Le résultat fut une accumulation de contresens : dénonciation d'un "concept d'extrême droite", voire admonestation d'une "sécurité identitaire" destinée à contourner la question de l'insécurité économique ou, à l'opposé, valorisation de la défense des "petits Blancs"...

Or, l'hypothèse de l'insécurité culturelle n'est pas un thème identitaire destiné à masquer la question sociale, mais relève d'une question socio-économique qui a une implication culturelle.

Pour la contrer, il faut répondre à l'atomisation et la à précarisation du travail.
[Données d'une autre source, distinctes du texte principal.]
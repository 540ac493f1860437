//! Data facade: the create/read/update/delete surface used by clients.
//!
//! Every call tries the remote store first and mirrors the result into the
//! local store. When the remote store is unreachable or refuses the call, the
//! change is applied locally and queued for replay, and the caller gets a
//! [`Served::Local`] carrying the remote failure so it can inform the user.

use std::collections::{HashMap, HashSet};
use std::sync::atomic::{AtomicU64, Ordering};
use std::sync::{Arc, Mutex, PoisonError};

use serde_json::{Map, Value};

use crate::error::{Error, RemoteError, Result};
use crate::models::{Filter, OperationKind, QueuedOperation, Record, RecordId, TableName};
use crate::queue::OperationQueue;
use crate::remote::{ChangeCallback, ChangeEvent, ChangeKind, RemoteStore, SubscriptionHandle};
use crate::store::LocalStore;
use crate::sync::Connectivity;
use crate::util::next_updated_at;

/// Where the value handed back by a facade call came from.
#[derive(Debug, Clone, PartialEq, Eq)]
pub enum Served<T> {
    /// The remote store served the call; the local store mirrors it
    Remote(T),
    /// The remote store failed with `cause`; the value comes from the local
    /// store and `operation` is the queued replay (reads queue nothing)
    Local {
        value: T,
        cause: RemoteError,
        operation: Option<QueuedOperation>,
    },
}

impl<T> Served<T> {
    pub const fn value(&self) -> &T {
        match self {
            Self::Remote(value) | Self::Local { value, .. } => value,
        }
    }

    pub fn into_value(self) -> T {
        match self {
            Self::Remote(value) | Self::Local { value, .. } => value,
        }
    }

    pub const fn is_local(&self) -> bool {
        matches!(self, Self::Local { .. })
    }

    /// The remote failure that forced the local fallback
    pub const fn cause(&self) -> Option<&RemoteError> {
        match self {
            Self::Remote(_) => None,
            Self::Local { cause, .. } => Some(cause),
        }
    }
}
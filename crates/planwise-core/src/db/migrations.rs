//! Database migrations

use crate::error::Result;
use rusqlite::Connection;

/// Current schema version
const CURRENT_VERSION: i32 = 2;

/// Run all pending migrations
pub fn run(conn: &Connection) -> Result<()> {
    let version = get_version(conn)?;

    if version < 1 {
        migrate_v1(conn)?;
    }
    if version < 2 {
        migrate_v2(conn)?;
    }

    Ok(())
}

/// Get the current schema version
fn get_version(conn: &Connection) -> Result<i32> {
    // Check if schema_version table exists
    let exists: bool = conn.query_row(
        "SELECT EXISTS(SELECT 1 FROM sqlite_master WHERE type='table' AND name='schema_version')",
        [],
        |row| row.get(0),
    )?;

    if !exists {
        return Ok(0);
    }

    let version = conn.query_row(
        "SELECT COALESCE(MAX(version), 0) FROM schema_version",
        [],
        |row| row.get(0),
    )?;

    Ok(version)
}

/// Run a migration's statements inside one transaction
fn apply(conn: &Connection, version: i32, statements: &[&str]) -> Result<()> {
    conn.execute_batch("BEGIN TRANSACTION")?;

    for stmt in statements {
        if let Err(e) = conn.execute(stmt, []) {
            conn.execute_batch("ROLLBACK").ok();
            return Err(e.into());
        }
    }

    if let Err(e) = conn.execute_batch("COMMIT") {
        conn.execute_batch("ROLLBACK").ok();
        return Err(e.into());
    }

    tracing::info!("Migrated database to version {version}");
    Ok(())
}

/// Migration to version 1: key/value slots for tables, queue and sync state
fn migrate_v1(conn: &Connection) -> Result<()> {
    apply(
        conn,
        1,
        &[
            // Schema version tracking
            "CREATE TABLE IF NOT EXISTS schema_version (
                version INTEGER PRIMARY KEY
            )",
            // One JSON document per slot
            "CREATE TABLE IF NOT EXISTS slots (
                key TEXT PRIMARY KEY,
                value TEXT NOT NULL,
                updated_at INTEGER NOT NULL
            )",
            "INSERT INTO schema_version (version) VALUES (1)",
        ],
    )
}

/// Migration to version 2: audit log of resolved sync conflicts
fn migrate_v2(conn: &Connection) -> Result<()> {
    apply(
        conn,
        CURRENT_VERSION,
        &[
            "CREATE TABLE IF NOT EXISTS sync_conflicts (
                id INTEGER PRIMARY KEY AUTOINCREMENT,
                table_name TEXT NOT NULL,
                record_id TEXT NOT NULL,
                local_updated_at INTEGER NOT NULL,
                remote_updated_at INTEGER NOT NULL,
                resolved_at INTEGER NOT NULL,
                strategy TEXT NOT NULL
            )",
            "CREATE INDEX IF NOT EXISTS idx_sync_conflicts_record ON sync_conflicts(table_name, record_id)",
            "CREATE INDEX IF NOT EXISTS idx_sync_conflicts_resolved_at ON sync_conflicts(resolved_at DESC)",
            "INSERT INTO schema_version (version) VALUES (2)",
        ],
    )
}

#[cfg(test)]
mod tests {
    use super::*;

    fn setup() -> Connection {
        Connection::open_in_memory().unwrap()
    }

    #[test]
    fn test_migrations() {
        let conn = setup();
        run(&conn).unwrap();

        let version = get_version(&conn).unwrap();
        assert_eq!(version, CURRENT_VERSION);
    }

    #[test]
    fn test_migrations_idempotent() {
        let conn = setup();
        run(&conn).unwrap();
        run(&conn).unwrap(); // Should not fail

        let version = get_version(&conn).unwrap();
        assert_eq!(version, CURRENT_VERSION);
    }

    #[test]
    fn test_migration_v2_creates_conflict_log() {
        let conn = setup();
        run(&conn).unwrap();

        let exists: bool = conn
            .query_row(
                "SELECT EXISTS(
                    SELECT 1 FROM sqlite_master
                    WHERE type = 'table' AND name = 'sync_conflicts'
                )",
                [],
                |row| row.get(0),
            )
            .unwrap();

        assert!(exists);
    }
}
C'est pourquoi la droite populaire et la Droite forte ne peuvent concurrencer le FN : elles avalisent sa perception insécurisée, mais n'y apportent pas comme lui une réponse globale, avec la promotion frontiste d'une souveraineté nationale, identitaire, populaire et sociale.
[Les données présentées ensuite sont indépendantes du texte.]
use std::path::PathBuf;

use chrono::Utc;
use planwise_core::models::{QueuedOperation, SyncConflict};
use planwise_core::{Filter, Record, RemoteError, Served, SyncService, SyncSettings, TableName};
use serde::Serialize;
use serde_json::{Map, Value};

use crate::error::CliError;

/// Fields the sync core stamps itself
const MANAGED_FIELDS: [&str; 2] = ["created_at", "updated_at"];

/// Global flags shared by every command.
#[derive(Debug, Clone, Default)]
pub struct CommandContext {
    pub db_path: Option<PathBuf>,
    pub offline: bool,
    pub json: bool,
}

#[derive(Debug, Serialize)]
pub struct ServedItem<T: Serialize> {
    pub source: &'static str,
    #[serde(skip_serializing_if = "Option::is_none")]
    pub cause: Option<String>,
    #[serde(skip_serializing_if = "Option::is_none")]
    pub queued_operation: Option<String>,
    pub data: T,
}

#[derive(Debug, Serialize)]
pub struct SyncConflictItem {
    pub id: i64,
    pub table: TableName,
    pub record_id: String,
    pub local_updated_at: i64,
    pub remote_updated_at: i64,
    pub resolved_at: i64,
    pub resolved_at_iso: String,
    pub strategy: String,
}

pub fn load_settings(context: &CommandContext) -> Result<SyncSettings, CliError> {
    let mut settings = SyncSettings::load()?;
    if let Some(path) = &context.db_path {
        settings.db_path = Some(path.clone());
    }
    Ok(settings)
}

/// Open the local store and wire it to the configured backend.
pub fn open_service(context: &CommandContext) -> Result<SyncService, CliError> {
    let settings = load_settings(context)?;
    let service = SyncService::from_settings(&settings)?;
    if context.offline {
        service.set_online(false);
    }
    Ok(service)
}

pub fn parse_table(table: &str) -> Result<TableName, CliError> {
    Ok(table.parse::<TableName>()?)
}

pub fn normalize_record_id(id: &str) -> Result<String, CliError> {
    let id = id.trim();
    if id.is_empty() {
        return Err(CliError::EmptyRecordId);
    }
    Ok(id.to_string())
}

/// Parse `field=value` arguments. Values that are valid JSON keep their type
/// (`done=true`, `priority=2`); anything else is taken as a string.
pub fn parse_fields(args: &[String]) -> Result<Map<String, Value>, CliError> {
    let mut fields = Map::new();
    for arg in args {
        let (key, value) = arg
            .split_once('=')
            .ok_or_else(|| CliError::InvalidField(arg.clone()))?;
        let key = key.trim();
        if key.is_empty() {
            return Err(CliError::InvalidField(arg.clone()));
        }
        if MANAGED_FIELDS.contains(&key) {
            return Err(CliError::ReservedField(key.to_string()));
        }
        fields.insert(key.to_string(), parse_value(value));
    }
    Ok(fields)
}

pub fn parse_value(raw: &str) -> Value {
    serde_json::from_str(raw).unwrap_or_else(|_| Value::String(raw.to_string()))
}

pub fn parse_filter(args: &[String]) -> Result<Option<Filter>, CliError> {
    let fields = parse_fields(args)?;
    if fields.is_empty() {
        return Ok(None);
    }
    Ok(Some(
        fields
            .into_iter()
            .fold(Filter::new(), |filter, (key, value)| filter.eq(key, value)),
    ))
}

pub fn served_to_item<T: Serialize + Clone>(served: &Served<T>) -> ServedItem<T> {
    match served {
        Served::Remote(value) => ServedItem {
            source: "remote",
            cause: None,
            queued_operation: None,
            data: value.clone(),
        },
        Served::Local {
            value,
            cause,
            operation,
        } => ServedItem {
            source: "local",
            cause: Some(cause.to_string()),
            queued_operation: operation.as_ref().map(|op| op.id.to_string()),
            data: value.clone(),
        },
    }
}

/// One-line note for results served from the local store.
pub fn local_fallback_note<T>(served: &Served<T>) -> Option<String> {
    let cause = served.cause()?;
    let reason = match cause {
        RemoteError::Offline => "offline".to_string(),
        other => other.to_string(),
    };
    Some(match served {
        Served::Local {
            operation: Some(_), ..
        } => format!("Saved locally and queued for sync ({reason})"),
        _ => format!("Served from the local store ({reason})"),
    })
}

pub fn format_record_lines(records: &[Record]) -> Vec<String> {
    let now_ms = Utc::now().timestamp_millis();
    records
        .iter()
        .map(|record| {
            let short_id = short_id(record.id.as_str());
            let preview = record_preview(record, 40);
            let relative_time = format_relative_time(record.updated_at, now_ms);
            format!("{short_id:<13}  {preview:<40}  {relative_time}")
        })
        .collect()
}

pub fn short_id(id: &str) -> String {
    id.chars().take(13).collect()
}

/// Title-like field, falling back to the remaining fields as compact JSON.
pub fn record_preview(record: &Record, max_chars: usize) -> String {
    let text = record.title().map_or_else(
        || Value::Object(record.fields.clone()).to_string(),
        str::to_string,
    );
    let collapsed = text.split_whitespace().collect::<Vec<_>>().join(" ");

    if collapsed.chars().count() <= max_chars {
        collapsed
    } else {
        let take_len = max_chars.saturating_sub(3);
        let mut truncated = collapsed.chars().take(take_len).collect::<String>();
        truncated.push_str("...");
        truncated
    }
}

pub fn format_operation_lines(operations: &[QueuedOperation]) -> Vec<String> {
    operations
        .iter()
        .map(|operation| {
            let mut line = format!(
                "{}  {:<6}  {}/{}",
                format_sync_timestamp(operation.timestamp),
                operation.kind.name(),
                operation.table,
                operation.record_id()
            );
            if operation.attempts > 0 {
                line.push_str(&format!("  attempts={}", operation.attempts));
            }
            if let Some(error) = &operation.last_error {
                line.push_str(&format!("  last_error={error}"));
            }
            line
        })
        .collect()
}

pub fn sync_conflict_to_item(conflict: &SyncConflict) -> SyncConflictItem {
    SyncConflictItem {
        id: conflict.id,
        table: conflict.table,
        record_id: conflict.record_id.clone(),
        local_updated_at: conflict.local_updated_at,
        remote_updated_at: conflict.remote_updated_at,
        resolved_at: conflict.resolved_at,
        resolved_at_iso: format_sync_timestamp(conflict.resolved_at),
        strategy: conflict.strategy.clone(),
    }
}

pub fn format_sync_conflict_lines(conflicts: &[SyncConflict]) -> Vec<String> {
    conflicts
        .iter()
        .map(|conflict| {
            format!(
                "{}  {:<17}  {}/{}  local={} remote={}",
                format_sync_timestamp(conflict.resolved_at),
                conflict.strategy,
                conflict.table,
                conflict.record_id,
                conflict.local_updated_at,
                conflict.remote_updated_at
            )
        })
        .collect()
}

pub fn format_sync_timestamp(timestamp_ms: i64) -> String {
    chrono::DateTime::from_timestamp_millis(timestamp_ms).map_or_else(
        || timestamp_ms.to_string(),
        |date_time| date_time.format("%Y-%m-%d %H:%M:%S UTC").to_string(),
    )
}

pub fn format_relative_time(timestamp_ms: i64, now_ms: i64) -> String {
    let diff_secs = (now_ms.saturating_sub(timestamp_ms) / 1000).max(0);

    if diff_secs < 60 {
        "just now".to_string()
    } else if diff_secs < 60 * 60 {
        format!("{}m ago", diff_secs / 60)
    } else if diff_secs < 24 * 60 * 60 {
        format!("{}h ago", diff_secs / (60 * 60))
    } else {
        format!("{}d ago", diff_secs / (24 * 60 * 60))
    }
}

pub fn print_json<T: Serialize + ?Sized>(value: &T) -> Result<(), CliError> {
    println!("{}", serde_json::to_string_pretty(value)?);
    Ok(())
}
pub mod common;
pub mod completions;
pub mod config;
pub mod queue;
pub mod records;
pub mod sync;
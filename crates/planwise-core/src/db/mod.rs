//! Database layer for Planwise

mod connection;
mod conflict_repository;
mod migrations;
mod slot_repository;

pub use connection::Database;
pub use conflict_repository::{ConflictRepository, SqliteConflictRepository};
pub use slot_repository::{SlotRepository, SqliteSlotRepository};
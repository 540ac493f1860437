use planwise_core::{RecordId, SyncService};

use crate::commands::common::{
    format_record_lines, local_fallback_note, normalize_record_id, parse_fields, parse_filter,
    parse_table, print_json, served_to_item, short_id, CommandContext, ServedItem,
};
use crate::error::CliError;

pub async fn run_add(
    service: &SyncService,
    context: &CommandContext,
    table: &str,
    fields: &[String],
) -> Result<(), CliError> {
    let table = parse_table(table)?;
    let data = parse_fields(fields)?;
    let served = service.facade().create(table, data).await?;

    if context.json {
        return print_json(&served_to_item(&served));
    }
    if let Some(note) = local_fallback_note(&served) {
        eprintln!("{note}");
    }
    println!("{}", served.value().id);
    Ok(())
}

pub async fn run_list(
    service: &SyncService,
    context: &CommandContext,
    table: &str,
    filters: &[String],
    limit: usize,
) -> Result<(), CliError> {
    let table = parse_table(table)?;
    let filter = parse_filter(filters)?;
    let served = service.facade().read(table, filter.as_ref()).await?;

    let mut records = served.value().clone();
    records.sort_by(|a, b| b.updated_at.cmp(&a.updated_at));
    records.truncate(limit);

    if context.json {
        let mut item = served_to_item(&served);
        item.data = records;
        return print_json(&item);
    }

    if let Some(note) = local_fallback_note(&served) {
        eprintln!("{note}");
    }
    if records.is_empty() {
        println!("No {table} found.");
        return Ok(());
    }
    for line in format_record_lines(&records) {
        println!("{line}");
    }
    Ok(())
}

pub async fn run_update(
    service: &SyncService,
    context: &CommandContext,
    table: &str,
    id: &str,
    fields: &[String],
) -> Result<(), CliError> {
    let table = parse_table(table)?;
    let id = RecordId::from(normalize_record_id(id)?);
    let updates = parse_fields(fields)?;
    if updates.contains_key("id") {
        return Err(CliError::ReservedField("id".into()));
    }

    let served = service.facade().update(table, &id, updates).await?;

    if context.json {
        return print_json(&served_to_item(&served));
    }
    if let Some(note) = local_fallback_note(&served) {
        eprintln!("{note}");
    }
    println!("Updated {table}/{}", short_id(id.as_str()));
    Ok(())
}

pub async fn run_delete(
    service: &SyncService,
    context: &CommandContext,
    table: &str,
    id: &str,
) -> Result<(), CliError> {
    let table = parse_table(table)?;
    let id = RecordId::from(normalize_record_id(id)?);
    let served = service.facade().delete(table, &id).await?;

    if context.json {
        let item = served_to_item(&served);
        return print_json(&ServedItem {
            source: item.source,
            cause: item.cause,
            queued_operation: item.queued_operation,
            data: id,
        });
    }
    if let Some(note) = local_fallback_note(&served) {
        eprintln!("{note}");
    }
    println!("Deleted {table}/{}", short_id(id.as_str()));
    Ok(())
}
use std::io;

use thiserror::Error;

#[derive(Debug, Error)]
pub enum CliError {
    #[error(transparent)]
    Core(#[from] planwise_core::Error),
    #[error(transparent)]
    Io(#[from] io::Error),
    #[error(transparent)]
    Serialization(#[from] serde_json::Error),
    #[error("Expected FIELD=VALUE, got '{0}'")]
    InvalidField(String),
    #[error("Field '{0}' is managed by sync and cannot be set")]
    ReservedField(String),
    #[error("Record ID cannot be empty")]
    EmptyRecordId,
    #[error("Configuration error: {0}")]
    Config(String),
    #[error("Cannot sync while offline")]
    Offline,
    #[error(
        "Sync is not configured. Run `planwise config init --api-url <URL>` or set PLANWISE_API_URL."
    )]
    SyncNotConfigured,
}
On ne saurait pour autant considérer que la gauche a, en la matière, les coudées franches. Car quand bien même réussirait-elle socialement qu'il lui resterait encore à reproduire du commun. Quoique cela relève plus du législateur que du chercheur, quelques pistes peuvent être évoquées.
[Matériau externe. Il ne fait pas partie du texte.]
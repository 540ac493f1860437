use std::path::PathBuf;

use clap::{Parser, Subcommand, ValueEnum};

#[derive(Parser)]
#[command(name = "planwise")]
#[command(about = "Manage Planwise data offline and sync it when you're back online")]
#[command(version)]
pub struct Cli {
    #[command(subcommand)]
    pub command: Commands,

    /// Optional path to local database file
    #[arg(long, global = true, value_name = "PATH")]
    pub db_path: Option<PathBuf>,

    /// Skip the hosted backend and work against the local store only
    #[arg(long, global = true)]
    pub offline: bool,

    /// Output as JSON
    #[arg(long, global = true)]
    pub json: bool,
}

#[derive(Subcommand)]
pub enum Commands {
    /// Create a record
    #[command(alias = "new")]
    Add {
        /// Target table (tasks, categories, projects, events)
        table: String,
        /// Fields as field=value pairs; values are parsed as JSON when possible
        #[arg(required = true, value_name = "FIELD=VALUE")]
        fields: Vec<String>,
    },
    /// List the records of a table
    #[command(alias = "ls")]
    List {
        table: String,
        /// Equality filters as field=value pairs
        #[arg(value_name = "FIELD=VALUE")]
        filters: Vec<String>,
        /// Number of records to show
        #[arg(short, long, default_value = "20")]
        limit: usize,
    },
    /// Update fields of a record
    #[command(alias = "edit")]
    Update {
        table: String,
        /// Record ID
        id: String,
        #[arg(required = true, value_name = "FIELD=VALUE")]
        fields: Vec<String>,
    },
    /// Delete a record
    #[command(alias = "rm")]
    Delete { table: String, id: String },
    /// Show connectivity, queue length and sync statistics
    Status,
    /// Replay queued changes and reconcile every table with the backend
    Sync,
    /// Inspect pending operations
    #[command(subcommand)]
    Queue(QueueCommands),
    /// Inspect operations that exceeded the retry ceiling
    #[command(subcommand)]
    DeadLetters(DeadLetterCommands),
    /// Show the sync conflict resolution log
    Conflicts {
        /// Number of conflicts to show
        #[arg(short, long, default_value = "20")]
        limit: usize,
    },
    /// Turn background sync on or off for clients sharing this store
    AutoSync {
        #[arg(value_enum)]
        state: Toggle,
    },
    /// Manage sync settings
    #[command(subcommand)]
    Config(ConfigCommands),
    /// Generate shell completions
    Completions {
        /// Target shell
        #[arg(value_enum)]
        shell: CompletionShell,
        /// Write completions to this file instead of stdout
        #[arg(short, long)]
        output: Option<PathBuf>,
    },
}

#[derive(Subcommand)]
pub enum QueueCommands {
    /// List queued operations in replay order
    List,
    /// Drop every queued operation without replaying it
    Clear,
}

#[derive(Subcommand)]
pub enum DeadLetterCommands {
    List,
    /// Move dead letters back onto the queue with a fresh retry budget
    Requeue,
    Clear,
}

#[derive(Subcommand)]
pub enum ConfigCommands {
    /// Show the effective settings (secrets redacted)
    Show,
    /// Write backend settings to the config file
    Init {
        /// Backend base URL (https://...)
        #[arg(long)]
        api_url: String,
        /// Public API key
        #[arg(long)]
        api_key: Option<String>,
    },
    /// Print the config file location
    Path,
}

#[derive(Clone, Copy, Debug, Eq, PartialEq, ValueEnum)]
pub enum Toggle {
    On,
    Off,
}

impl Toggle {
    pub const fn enabled(self) -> bool {
        matches!(self, Self::On)
    }
}

#[derive(Clone, Copy, Debug, Eq, PartialEq, ValueEnum)]
pub enum CompletionShell {
    Bash,
    Zsh,
    Fish,
}
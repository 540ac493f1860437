//! Sync status and statistics

use serde::{Deserialize, Serialize};

/// Derived view of the sync subsystem for connectivity/pending-change indicators.
#[derive(Debug, Clone, Copy, PartialEq, Eq, Serialize)]
pub struct SyncStatus {
    pub is_online: bool,
    pub queue_length: usize,
    pub sync_in_progress: bool,
    /// Completion time of the last sync pass (Unix ms)
    pub last_sync_timestamp: Option<i64>,
    /// Operations parked after exceeding the retry ceiling
    pub dead_letter_count: usize,
}

/// Persisted counters across sync passes.
#[derive(Debug, Clone, Copy, Default, PartialEq, Eq, Serialize, Deserialize)]
#[serde(default)]
pub struct SyncStats {
    pub total_syncs: u64,
    pub successful_syncs: u64,
    pub failed_syncs: u64,
    pub last_sync_duration_ms: u64,
}

impl SyncStats {
    /// Account for one finished pass
    pub fn record(&mut self, succeeded: bool, duration_ms: u64) {
        self.total_syncs += 1;
        if succeeded {
            self.successful_syncs += 1;
        } else {
            self.failed_syncs += 1;
        }
        self.last_sync_duration_ms = duration_ms;
    }
}
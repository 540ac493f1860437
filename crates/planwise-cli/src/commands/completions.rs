use std::io::{self, Write};
use std::path::Path;

use clap::CommandFactory;
use clap_complete::aot::Generator;
use clap_complete::{generate, shells};

use crate::cli::{Cli, CompletionShell};
use crate::error::CliError;

pub fn run_completions(shell: CompletionShell, output_path: Option<&Path>) -> Result<(), CliError> {
    let buffer = render_completions(shell);

    if let Some(path) = output_path {
        std::fs::write(path, &buffer)?;
        println!("{}", path.display());
    } else {
        io::stdout().write_all(&buffer)?;
    }

    Ok(())
}

pub fn render_completions(shell: CompletionShell) -> Vec<u8> {
    let mut command = Cli::command();
    let mut buffer = Vec::new();
    match shell {
        CompletionShell::Bash => generate_for_shell(shells::Bash, &mut command, &mut buffer),
        CompletionShell::Zsh => generate_for_shell(shells::Zsh, &mut command, &mut buffer),
        CompletionShell::Fish => generate_for_shell(shells::Fish, &mut command, &mut buffer),
    }
    buffer
}

fn generate_for_shell<G: Generator>(
    generator: G,
    command: &mut clap::Command,
    buffer: &mut Vec<u8>,
) {
    generate(generator, command, "planwise", buffer);
}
A l'encontre de la guerre des mémoires communautaires et de leur quête du monopole du capital symbolique pourrait être instauré, tout le long du cursus scolaire, un cours d'histoire-géographie de la France, venant compléter le cours général actuel et instituant un socle culturel commun.

Bien sûr, il aborderait tous les "passés qui ne passent pas", mais sous l'angle du savoir, et ne se confondrait pas avec les futurs cours de "morale républicaine" qui doivent, eux, fournir un bagage non pas scientifique mais civique.

Plutôt que de signifier à une moitié de l'électorat que son choix partisan n'est pas représenté, légitimant l'idée que l'Etat est aux mains d'oligarques, le mode de suffrage universel direct à la proportionnelle pourrait être appliqué au Sénat sans nullement déstabiliser nos institutions.

Un service civique pourrait être rétribué en bonus aux concours administratifs ou à la formation professionnelle.

A toute strate administrative devrait correspondre une existence civique, restaurant le sens du bien commun, où il pourrait être possible d'organiser, par l'exécutif comme sous initiative populaire, un référendum portant sur des questions relatives aux prérogatives de cette structure.

On le voit, envisager le rôle de l'insécurité culturelle dépasse l'enjeu premier de compréhension des dynamiques des droites. Il s'agit de répondre à la façon dont l'insécurité culturelle surexcite l'"altérophobie".

Cette crispation contre l'autre, depuis la fin du XIXe siècle, joue sur une assignation de l'individu à un groupe ethno-culturel, souvent cultuel - même les législations racistes du IIIe Reich et de Vichy définissaient la "race" biologique juive par la confession des ascendants des personnes concernées.

L'"altérophobie" est devenue, comme le montre l'actualité jour après jour, l'un des phénomènes sociaux les plus prégnants, alors qu'assigner l'individu à une identité est le contraire de la République qui a fait des citoyens libres liés par un contrat social.

Ainsi, chercher à répondre à l'insécurité culturelle ne se limite pas à réintégrer les électeurs frontistes à l'électorat des partis de gouvernement. C'est retrouver l'esprit de Jaurès : intégrer le peuple à la République, car l'un et l'autre ne font qu'un.